__Saved data entries__
• • • •
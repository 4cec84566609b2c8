//! HTTP API over chat sessions and the analysis engine.
//!
//! | Route | Body | Result |
//! |---|---|---|
//! | `POST /api/chat` | `{message, session_id?}` | reply + sentiment, or final analysis on an exit command |
//! | `POST /api/end_conversation` | `{session_id}` | final analysis |
//! | `POST /api/reset` | `{session_id?}` | fresh session id |
//! | `POST /api/analyze` | `{observations: [...]}` | analysis of caller-supplied scores |
//! | `GET /health` | | `{"status": "ok"}` |

use crate::analysis::{ConversationSummary, SentimentObservation};
use crate::config::SentiscopeConfig;
use crate::emotion::Emotion;
use crate::error::{Result, SentiscopeError};
use crate::report::RenderedSummary;
use crate::sentiment::SentimentLabel;
use crate::session::{ChatServices, ChatSession};
use crate::text;
use axum::extract::State;
use axum::http::StatusCode;
use axum::response::IntoResponse;
use axum::routing::{get, post};
use axum::{Json, Router};
use chrono::{DateTime, Utc};
use serde::Deserialize;
use serde_json::{Value, json};
use std::collections::HashMap;
use std::sync::Arc;
use tokio::sync::Mutex;
use tracing::{info, warn};

/// Live sessions keyed by id, plus the services that create them.
pub struct SessionRegistry {
    services: ChatServices,
    sessions: Mutex<HashMap<String, ChatSession>>,
}

#[derive(Debug, Deserialize)]
pub struct ChatRequest {
    #[serde(default)]
    pub message: String,
    #[serde(default)]
    pub session_id: Option<String>,
}

#[derive(Debug, Deserialize)]
pub struct SessionRequest {
    #[serde(default)]
    pub session_id: Option<String>,
}

/// Caller-supplied observation; the label is derived from the score when
/// omitted.
#[derive(Debug, Deserialize)]
pub struct ObservationInput {
    pub score: f64,
    #[serde(default)]
    pub label: Option<SentimentLabel>,
    #[serde(default)]
    pub emotion: Option<Emotion>,
    #[serde(default)]
    pub emotion_confidence: Option<f64>,
    /// Untimed observations leave the summary duration unknown.
    #[serde(default)]
    pub timestamp: Option<DateTime<Utc>>,
}

#[derive(Debug, Deserialize)]
pub struct AnalyzeRequest {
    pub observations: Vec<ObservationInput>,
}

fn analysis_json(summary: Option<&ConversationSummary>) -> Result<Value> {
    match summary {
        Some(summary) => Ok(serde_json::to_value(RenderedSummary::new(summary))?),
        None => Ok(Value::Null),
    }
}

fn conversation_id_for(session_id: &str) -> String {
    let short: String = session_id.chars().take(8).collect();
    format!("web_{short}")
}

impl SessionRegistry {
    pub fn new(services: ChatServices) -> Self {
        Self {
            services,
            sessions: Mutex::new(HashMap::new()),
        }
    }

    pub async fn session_count(&self) -> usize {
        self.sessions.lock().await.len()
    }

    /// Handle one chat message, creating the session on first use.
    ///
    /// # Errors
    ///
    /// Input and analysis errors from the session.
    pub async fn chat(&self, request: ChatRequest) -> Result<Value> {
        let session_id = request
            .session_id
            .filter(|id| !id.trim().is_empty())
            .unwrap_or_else(|| uuid::Uuid::new_v4().to_string());

        // Rejected input never creates a session.
        let message = text::clean_input(&request.message)?;

        let mut sessions = self.sessions.lock().await;
        let created = !sessions.contains_key(&session_id);
        let session = sessions.entry(session_id.clone()).or_insert_with(|| {
            info!(session = %session_id, "session created");
            self.services.start(Some(conversation_id_for(&session_id)))
        });

        let turn = match session.handle(&message) {
            Ok(turn) => turn,
            Err(err) => {
                if created {
                    sessions.remove(&session_id);
                }
                return Err(err);
            }
        };
        if turn.exit {
            let summary = session.summary();
            sessions.remove(&session_id);
            let summary = summary?;
            return Ok(json!({
                "type": "end_conversation",
                "message": turn.reply,
                "analysis": analysis_json(summary.as_ref())?,
                "session_id": session_id,
            }));
        }

        let sentiment = turn.sentiment.unwrap_or_else(crate::sentiment::SentimentScore::neutral);
        let emotion = turn
            .emotion
            .as_ref()
            .map_or(Emotion::Neutral, |reading| reading.primary);
        Ok(json!({
            "type": "message",
            "user_message": turn.input,
            "bot_message": turn.reply,
            "sentiment": {
                "label": sentiment.label,
                "score": sentiment.score,
                "confidence": sentiment.confidence,
                "adjusted_for_comparison": sentiment.adjusted_for_comparison,
                "emotion": emotion,
                "emotion_emoji": emotion.emoji(),
            },
            "timestamp": Utc::now().to_rfc3339(),
            "session_id": session_id,
        }))
    }

    /// End a session and return its analysis.
    ///
    /// # Errors
    ///
    /// [`SentiscopeError::Session`] when the id is unknown.
    pub async fn end(&self, session_id: Option<String>) -> Result<Value> {
        let Some(session_id) = session_id else {
            return Err(SentiscopeError::Session("No active conversation".to_owned()));
        };
        let Some(mut session) = self.sessions.lock().await.remove(&session_id) else {
            return Err(SentiscopeError::Session("No active conversation".to_owned()));
        };
        let summary = session.finish()?;
        info!(session = %session_id, "session ended");
        Ok(json!({
            "success": true,
            "analysis": analysis_json(summary.as_ref())?,
            "session_id": session_id,
        }))
    }

    /// Drop the given session (if any) and open a new one.
    pub async fn reset(&self, session_id: Option<String>) -> String {
        let mut sessions = self.sessions.lock().await;
        if let Some(old) = session_id {
            sessions.remove(&old);
        }
        let new_id = uuid::Uuid::new_v4().to_string();
        sessions.insert(
            new_id.clone(),
            self.services.start(Some(conversation_id_for(&new_id))),
        );
        new_id
    }

    /// Run the engine on caller-supplied observations.
    ///
    /// # Errors
    ///
    /// `InsufficientData` for an empty list, `InvalidScore` for out-of-range
    /// scores.
    pub fn analyze(&self, inputs: Vec<ObservationInput>) -> Result<Value> {
        let analyzer = self.services.analyzer();
        let thresholds = analyzer.config().thresholds;
        let observations = inputs
            .into_iter()
            .enumerate()
            .map(|(index, input)| -> Result<SentimentObservation> {
                let observation = SentimentObservation::new(
                    index,
                    input.score,
                    input.label.unwrap_or_else(|| thresholds.classify(input.score)),
                    input.emotion.unwrap_or(Emotion::Neutral),
                    input.timestamp,
                )?;
                Ok(match input.emotion_confidence {
                    Some(confidence) => observation.with_emotion_confidence(confidence),
                    None => observation,
                })
            })
            .collect::<Result<Vec<_>>>()?;
        let summary = analyzer.analyze(&observations)?;
        analysis_json(Some(&summary))
    }
}

// ── HTTP layer ──────────────────────────────────────────────────────────

type AppState = Arc<SessionRegistry>;

fn status_for(err: &SentiscopeError) -> StatusCode {
    match err {
        SentiscopeError::InvalidInput(_)
        | SentiscopeError::InsufficientData
        | SentiscopeError::InvalidScore { .. }
        | SentiscopeError::Session(_) => StatusCode::BAD_REQUEST,
        _ => StatusCode::INTERNAL_SERVER_ERROR,
    }
}

fn respond(result: Result<Value>) -> (StatusCode, Json<Value>) {
    match result {
        Ok(body) => (StatusCode::OK, Json(body)),
        Err(err) => {
            let status = status_for(&err);
            if status.is_server_error() {
                warn!(error = %err, "request failed");
            }
            (status, Json(json!({ "error": err.to_string() })))
        }
    }
}

pub fn router(registry: AppState) -> Router {
    Router::new()
        .route("/health", get(health))
        .route("/api/chat", post(chat))
        .route("/api/end_conversation", post(end_conversation))
        .route("/api/reset", post(reset))
        .route("/api/analyze", post(analyze))
        .with_state(registry)
}

/// Bind and serve until the process is stopped.
///
/// # Errors
///
/// Fails on invalid config or when the address cannot be bound.
pub async fn run_server(config: &SentiscopeConfig) -> anyhow::Result<()> {
    let services = ChatServices::from_config(config)?;
    let registry = Arc::new(SessionRegistry::new(services));

    let addr = config.server.bind_address();
    let listener = tokio::net::TcpListener::bind(&addr).await?;
    let local_addr = listener.local_addr()?;

    info!("sentiscope API listening on http://{local_addr}");
    axum::serve(listener, router(registry)).await?;
    Ok(())
}

async fn health() -> impl IntoResponse {
    Json(json!({ "status": "ok" }))
}

async fn chat(State(registry): State<AppState>, Json(body): Json<ChatRequest>) -> impl IntoResponse {
    respond(registry.chat(body).await)
}

async fn end_conversation(
    State(registry): State<AppState>,
    Json(body): Json<SessionRequest>,
) -> impl IntoResponse {
    respond(registry.end(body.session_id).await)
}

async fn reset(State(registry): State<AppState>, Json(body): Json<SessionRequest>) -> impl IntoResponse {
    let session_id = registry.reset(body.session_id).await;
    (
        StatusCode::OK,
        Json(json!({
            "success": true,
            "session_id": session_id,
        })),
    )
}

async fn analyze(
    State(registry): State<AppState>,
    Json(body): Json<AnalyzeRequest>,
) -> impl IntoResponse {
    respond(registry.analyze(body.observations))
}
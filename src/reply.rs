//! Templated replies that acknowledge the user's sentiment.

use crate::sentiment::{SentimentLabel, SentimentScore};
use rand::SeedableRng;
use rand::rngs::StdRng;
use rand::seq::SliceRandom;
use std::collections::VecDeque;
use tracing::debug;

const EXIT_COMMANDS: &[&str] = &["quit", "exit", "bye", "goodbye", "end", "stop"];

const FAREWELLS: &[&str] = &[
    "Thank you for chatting! Have a great day!",
    "It was nice talking with you. Goodbye!",
    "Thanks for the conversation. Take care!",
    "Goodbye! Feel free to come back anytime.",
];

const VERY_NEGATIVE: &[&str] = &[
    "I'm really sorry to hear that. I understand this is frustrating. Can you tell me more about what went wrong?",
    "I sense you're quite upset about this. I want to help resolve this. What can I do?",
    "I apologize for the negative experience. Let's work together to fix this. What happened?",
    "I'm sorry this has been disappointing. Your feedback is important to us. Can you share more details?",
];

const NEGATIVE: &[&str] = &[
    "I understand your concern. Let me help address this issue.",
    "I'm sorry to hear that. Can you provide more details so I can assist you better?",
    "I appreciate you sharing this. Let's work on finding a solution together.",
    "Thank you for your feedback. I'll make sure this is addressed properly.",
];

const VERY_POSITIVE: &[&str] = &[
    "I'm so glad to hear that! It makes me happy to know you're satisfied.",
    "That's wonderful! I'm thrilled that you're having a positive experience.",
    "Great to hear! I'm delighted that things are working well for you.",
    "That's fantastic! Thank you for the positive feedback.",
];

const POSITIVE: &[&str] = &[
    "I'm glad to hear that! Is there anything else I can help with?",
    "That's good to know! How else can I assist you today?",
    "Great! I'm happy to help. What would you like to know more about?",
    "Wonderful! Feel free to ask if you need anything else.",
];

const QUESTION: &[&str] = &[
    "That's an interesting question. Let me help you with that.",
    "I'd be happy to help answer that. Can you provide a bit more context?",
    "Good question! Let me think about how best to assist you.",
    "I understand you're asking about that. Here's what I can tell you...",
];

const GENERIC: &[&str] = &[
    "I understand. Can you tell me more about that?",
    "That's interesting. How can I help you with this?",
    "I see. What would you like to know more about?",
    "Got it. Is there something specific you'd like me to help with?",
    "I'm here to help. What can I do for you?",
    "Thanks for sharing. How can I assist you further?",
];

const GREETING_WORDS: &[&str] = &["hello", "hi", "hey", "greetings"];
const THANKS_WORDS: &[&str] = &["thank", "thanks", "appreciate"];

const GREETING_REPLY: &str = "Hello! I'm here to help. How can I assist you today?";
const THANKS_REPLY: &str = "You're welcome! I'm here if you need anything else.";

/// Scores beyond ±0.5 get the stronger templates.
const STRONG_SCORE: f64 = 0.5;

/// True for `quit`, `exit`, `bye`, `goodbye`, `end` and `stop` (any case,
/// surrounding whitespace ignored).
pub fn is_exit_command(text: &str) -> bool {
    let lower = text.trim().to_lowercase();
    EXIT_COMMANDS.contains(&lower.as_str())
}

/// Picks reply templates and keeps a short window of recent user input.
#[derive(Debug)]
pub struct Responder {
    name: String,
    rng: StdRng,
    context: VecDeque<String>,
    context_window: usize,
}

impl Responder {
    /// Responder seeded from OS entropy.
    pub fn new(name: impl Into<String>, context_window: usize) -> Self {
        Self::with_rng(name, context_window, StdRng::from_entropy())
    }

    /// Responder whose template choices repeat for a given seed.
    pub fn seeded(name: impl Into<String>, context_window: usize, seed: u64) -> Self {
        Self::with_rng(name, context_window, StdRng::seed_from_u64(seed))
    }

    fn with_rng(name: impl Into<String>, context_window: usize, rng: StdRng) -> Self {
        Self {
            name: name.into(),
            rng,
            context: VecDeque::with_capacity(context_window),
            context_window: context_window.max(1),
        }
    }

    pub fn name(&self) -> &str {
        &self.name
    }

    /// Recent user messages, oldest first.
    pub fn context(&self) -> impl Iterator<Item = &str> {
        self.context.iter().map(String::as_str)
    }

    pub fn reset_context(&mut self) {
        self.context.clear();
        debug!("reply context reset");
    }

    /// Reply to `text`, using its sentiment when available.
    pub fn respond(&mut self, text: &str, sentiment: Option<&SentimentScore>) -> String {
        self.context.push_back(text.to_owned());
        while self.context.len() > self.context_window {
            self.context.pop_front();
        }

        if is_exit_command(text) {
            return self.pick(FAREWELLS);
        }

        let templates = match sentiment {
            Some(s) if s.label == SentimentLabel::Negative && s.score < -STRONG_SCORE => {
                VERY_NEGATIVE
            }
            Some(s) if s.label == SentimentLabel::Negative => NEGATIVE,
            Some(s) if s.label == SentimentLabel::Positive && s.score > STRONG_SCORE => {
                VERY_POSITIVE
            }
            Some(s) if s.label == SentimentLabel::Positive => POSITIVE,
            _ => return self.default_reply(text),
        };
        self.pick(templates)
    }

    /// Reply for neutral or unscored input.
    fn default_reply(&mut self, text: &str) -> String {
        let lower = text.to_lowercase();
        let words: Vec<&str> = lower
            .split(|c: char| !c.is_alphanumeric())
            .filter(|w| !w.is_empty())
            .collect();

        if words.iter().any(|w| GREETING_WORDS.contains(w)) {
            return GREETING_REPLY.to_owned();
        }
        if text.contains('?') {
            return self.pick(QUESTION);
        }
        if THANKS_WORDS.iter().any(|w| lower.contains(w)) {
            return THANKS_REPLY.to_owned();
        }
        self.pick(GENERIC)
    }

    fn pick(&mut self, templates: &[&str]) -> String {
        templates
            .choose(&mut self.rng)
            .map(|s| (*s).to_owned())
            .unwrap_or_default()
    }
}
impl ChatRuntime {
    pub fn new(
        services: ChatServices,
        context: SessionContext,
        dispatcher: MessageDispatcher,
    ) -> Self {
        let (events_tx, events_rx) = mpsc::unbounded_channel();
        let store = SessionStore::new();
        let scroll = ScrollCoordinator::new();
        let panels = PanelState::default();
        let prompts = SuggestedPrompts::default();
        let (view, _) = watch::channel(project(&store, &scroll, &panels, &prompts));

        Self {
            store,
            dispatcher,
            scroll,
            panels,
            prompts,
            context,
            sync: RemoteSyncListener::new(services.feed),
            backend: services.backend,
            prompt_service: services.prompts,
            generation: SessionGeneration::default(),
            error_ticket: ErrorTicket::default(),
            outbox: Vec::new(),
            events_tx,
            events_rx,
            view,
        }
    }

    pub fn handle(&self) -> ChatHandle {
        ChatHandle {
            events: self.events_tx.clone(),
            view: self.view.subscribe(),
        }
    }

    pub fn store(&self) -> &SessionStore {
        &self.store
    }

    pub fn view(&self) -> ChatViewModel {
        self.view.borrow().clone()
    }

    /// Drops any session left over from a previous run and asks for prompts.
    pub fn start(&mut self) {
        match self.context.active() {
            Ok(Some(stale)) => {
                tracing::info!(session_id = %stale, "discarding active session from a previous run");
                if let Err(error) = self.context.clear() {
                    tracing::warn!("failed to clear stale session context: {error}");
                }
            }
            Ok(None) => {}
            Err(error) => tracing::warn!("failed to read session context: {error}"),
        }

        self.request_prompts();
        self.publish();
    }

    /// Runs until [`ChatHandle::shutdown`], then tears the session down.
    pub async fn run(mut self) {
        self.start();
        while self.step().await {}
        self.teardown();
    }

    /// Waits for one event and applies it; returns `false` when the loop should stop.
    pub async fn step(&mut self) -> bool {
        match self.events_rx.recv().await {
            Some(event) => self.apply(event),
            None => false,
        }
    }

    pub fn apply(&mut self, event: LoopEvent) -> bool {
        let keep_running = match event {
            LoopEvent::Action(action) => {
                self.on_action(action);
                true
            }
            LoopEvent::DispatchDue { generation, call } => {
                if generation == self.generation {
                    self.outbox.push((generation, call));
                } else {
                    tracing::debug!(
                        operation = call.operation(),
                        "dropping deferred call from a previous session"
                    );
                }
                true
            }
            LoopEvent::RemoteCompleted {
                generation,
                outcome,
            } => {
                if generation == self.generation {
                    self.on_remote_completed(outcome);
                } else {
                    tracing::debug!("dropping backend response from a previous session");
                }
                true
            }
            LoopEvent::Feed { tag, item } => {
                self.on_feed(tag, item);
                true
            }
            LoopEvent::FeedClosed { tag } => {
                if self.sync.is_current(tag) {
                    let session_id = self.sync.session_id().cloned();
                    self.sync.stop();
                    if let Some(session_id) = session_id {
                        self.report(ChatError::Subscription {
                            stage: "change-feed-closed",
                            session_id,
                            message: "change feed closed".to_string(),
                        });
                    }
                }
                true
            }
            LoopEvent::ErrorExpired { ticket } => {
                let expired = ticket == self.error_ticket
                    && self.store.error().is_some_and(|notice| notice.kind.is_transient());
                if expired {
                    self.store.set_error(None);
                }
                true
            }
            LoopEvent::PromptsLoaded { generation, result } => {
                if generation == self.generation {
                    self.on_prompts_loaded(result);
                }
                true
            }
            LoopEvent::Shutdown => false,
        };

        self.publish();
        self.flush_outbox();
        keep_running
    }

    /// Releases the subscription, clears the persisted session and resets the store.
    pub fn teardown(&mut self) {
        self.sync.stop();
        if let Err(error) = self.context.clear() {
            tracing::warn!("failed to clear session context on teardown: {error}");
        }
        self.store.reset();
        self.generation = self.generation.next();
        self.outbox.clear();
        self.publish();
        tracing::info!("chat runtime stopped");
    }

    fn on_action(&mut self, action: UserAction) {
        match action {
            UserAction::SetInput(input) => self.store.set_input(input),
            UserAction::SubmitText => {
                let result = self.dispatcher.submit_text_input(&mut self.store);
                self.after_submit(result);
            }
            UserAction::PressEnter => {
                if self.dispatcher.accepts_enter(&self.store) {
                    let result = self.dispatcher.submit_text_input(&mut self.store);
                    self.after_submit(result);
                }
            }
            UserAction::QuickReply(option) => {
                let result = self.dispatcher.submit_quick_reply(&mut self.store, &option);
                self.after_submit(result);
            }
            UserAction::SuggestedPrompt(prompt) => {
                let result = self
                    .dispatcher
                    .submit_suggested_prompt(&mut self.store, &prompt);
                self.after_submit(result);
            }
            UserAction::Scrolled(metrics) => {
                self.scroll.on_scroll(&mut self.store, metrics);
            }
            UserAction::ScrollToBottom => {
                self.scroll.scroll_to_bottom(&mut self.store);
            }
            UserAction::StreamRendered => {
                self.scroll.mark_stream_rendered(&mut self.store);
                self.scroll.follow_new_content(&self.store);
            }
            UserAction::TogglePanel(panel) => {
                self.panels.toggle(panel);
            }
            UserAction::ClosePanel => self.panels.close(),
            UserAction::SetPromptsVisible(visible) => self.prompts.visible = visible,
            UserAction::NewChat => self.reset_session(),
        }
    }

    fn after_submit(&mut self, result: ChatResult<ScheduledCall>) {
        match result {
            Ok(scheduled) => {
                self.scroll.reveal_latest();
                self.schedule(scheduled);
            }
            Err(error) => self.report(error),
        }
    }

    fn schedule(&mut self, scheduled: ScheduledCall) {
        let generation = self.generation;
        let ScheduledCall { call, delay } = scheduled;
        let wait = match delay {
            DispatchDelay::Immediate => {
                self.outbox.push((generation, call));
                return;
            }
            DispatchDelay::NextTick => None,
            DispatchDelay::After(duration) => Some(duration),
        };

        let events = self.events_tx.clone();
        tokio::spawn(async move {
            match wait {
                Some(duration) => tokio::time::sleep(duration).await,
                None => tokio::task::yield_now().await,
            }
            let _ = events.send(LoopEvent::DispatchDue { generation, call });
        });
    }

    // Backend calls start only after the frame that shows their local commit.
    fn flush_outbox(&mut self) {
        for (generation, call) in self.outbox.drain(..) {
            tracing::debug!(operation = call.operation(), "calling chat backend");
            let backend = self.backend.clone();
            let events = self.events_tx.clone();
            tokio::spawn(async move {
                let outcome = match call {
                    RemoteCall::CreateSession(request) => {
                        RemoteOutcome::SessionCreated(backend.create_session(request).await)
                    }
                    RemoteCall::AppendMessage(request) => {
                        RemoteOutcome::MessageAppended(backend.append_message(request).await)
                    }
                };
                let _ = events.send(LoopEvent::RemoteCompleted {
                    generation,
                    outcome,
                });
            });
        }
    }

    fn on_remote_completed(&mut self, outcome: RemoteOutcome) {
        match outcome {
            RemoteOutcome::SessionCreated(Ok(response)) => {
                let session_id = response.data.id.clone();
                tracing::info!(session_id = %session_id, "chat session created");
                self.dispatcher.complete_start(&mut self.store, &response);
                self.scroll.reveal_latest();

                if let Err(error) = self.context.activate(&session_id) {
                    self.report(error);
                }
                match self
                    .sync
                    .start(&session_id, self.generation, &self.events_tx)
                {
                    Ok(_) => self.store.clear_subscription_error(),
                    Err(error) => self.report(error),
                }
            }
            RemoteOutcome::SessionCreated(Err(error))
            | RemoteOutcome::MessageAppended(Err(error)) => {
                self.dispatcher.fail_remote(&mut self.store);
                self.report(error);
            }
            RemoteOutcome::MessageAppended(Ok(())) => {
                tracing::debug!("message appended to chat session");
            }
        }
    }

    fn on_feed(&mut self, tag: SubscriptionTag, item: FeedItem) {
        if !self.sync.is_current(tag) {
            tracing::debug!(serial = tag.serial, "dropping change from a released subscription");
            return;
        }

        match item {
            Ok(event) => match fold_change(&mut self.store, &event) {
                SyncOutcome::Appended => {
                    tracing::debug!("folded assistant reply from change feed");
                    self.scroll.follow_new_content(&self.store);
                }
                SyncOutcome::Malformed(reason) => {
                    tracing::warn!("ignoring malformed change: {reason}");
                }
                outcome => tracing::trace!(?outcome, "change left the session untouched"),
            },
            Err(feed_error) => {
                let session_id = self.sync.session_id().cloned();
                self.sync.stop();
                if let Some(session_id) = session_id {
                    self.report(ChatError::Subscription {
                        stage: "change-feed-item",
                        session_id,
                        message: feed_error.message,
                    });
                }
            }
        }
    }

    fn on_prompts_loaded(&mut self, result: ChatResult<String>) {
        match result {
            Ok(raw) => {
                self.prompts.items = parse_suggestions(&raw);
                tracing::debug!(count = self.prompts.items.len(), "loaded suggested prompts");
            }
            Err(error) => tracing::warn!("failed to load suggested prompts: {error}"),
        }
    }

    fn reset_session(&mut self) {
        self.sync.stop();
        self.store.reset();
        self.scroll.reset();
        self.outbox.clear();
        self.generation = self.generation.next();
        // Invalidates any pending expiry timer along with the old error.
        self.error_ticket = ErrorTicket(self.error_ticket.0.wrapping_add(1));
        tracing::info!(generation = self.generation.0, "started a new chat");

        if let Err(error) = self.context.clear() {
            self.report(error);
        }
        self.request_prompts();
    }

    fn request_prompts(&mut self) {
        if !self.store.messages().is_empty() || !self.prompts.items.is_empty() {
            return;
        }
        let Some(service) = self.prompt_service.clone() else {
            return;
        };

        let profile = self.dispatcher.user().clone();
        let generation = self.generation;
        let events = self.events_tx.clone();
        tokio::spawn(async move {
            let result = service.generate_prompts(&profile).await;
            let _ = events.send(LoopEvent::PromptsLoaded { generation, result });
        });
    }

    /// Surfaces an error on the store; transient kinds expire after the configured delay.
    fn report(&mut self, error: ChatError) {
        let kind = match &error {
            error if error.is_validation() => ErrorKind::Validation,
            ChatError::Subscription { .. } => ErrorKind::Subscription,
            _ => ErrorKind::Remote,
        };
        match kind {
            ErrorKind::Validation => tracing::debug!("rejected submission: {error}"),
            ErrorKind::Remote => tracing::error!("chat backend call failed: {error}"),
            ErrorKind::Subscription => tracing::error!("live updates stopped: {error}"),
        }

        self.store.set_error(Some(ErrorNotice {
            kind,
            message: error.to_string(),
        }));
        self.error_ticket = ErrorTicket(self.error_ticket.0.wrapping_add(1));

        if kind.is_transient() {
            let ticket = self.error_ticket;
            let delay = self.dispatcher.timings().error_clear;
            let events = self.events_tx.clone();
            tokio::spawn(async move {
                tokio::time::sleep(delay).await;
                let _ = events.send(LoopEvent::ErrorExpired { ticket });
            });
        }
    }

    fn publish(&self) {
        let frame = project(&self.store, &self.scroll, &self.panels, &self.prompts);
        self.view.send_if_modified(|current| {
            if *current == frame {
                return false;
            }
            *current = frame;
            true
        });
    }
}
• • • •
__EXERCISE__
Check every line of the data above for the string "final", and copy those that have it.

__TASK ANSWER__
//! | `POST /api/chat` | `{message, session_id?}` | reply + sentiment, or final analysis on an exit command |
//! | `POST /api/end_conversation` | `{session_id}` | final analysis |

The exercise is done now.